[TASK] An identical copy of the data below is needed.

[RECORDS PROVIDED]
▼
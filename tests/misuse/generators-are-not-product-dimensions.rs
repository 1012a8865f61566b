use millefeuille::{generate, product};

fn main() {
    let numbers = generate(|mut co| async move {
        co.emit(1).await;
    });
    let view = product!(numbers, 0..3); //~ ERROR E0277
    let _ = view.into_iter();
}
▲
[SOLUTION TO THIS EXERCISE]
filename tests/misuse/generators-are-not-product-dimensions.rs
repository 1012a8865f61566b
use millefeuille::{generate, product};

fn main() {
    let numbers = generate(|mut co| async move {
        co.emit(1).await;
    });
    let view = product!(numbers, 0..3); //~ ERROR E0277
    let _ = view.into_iter();
}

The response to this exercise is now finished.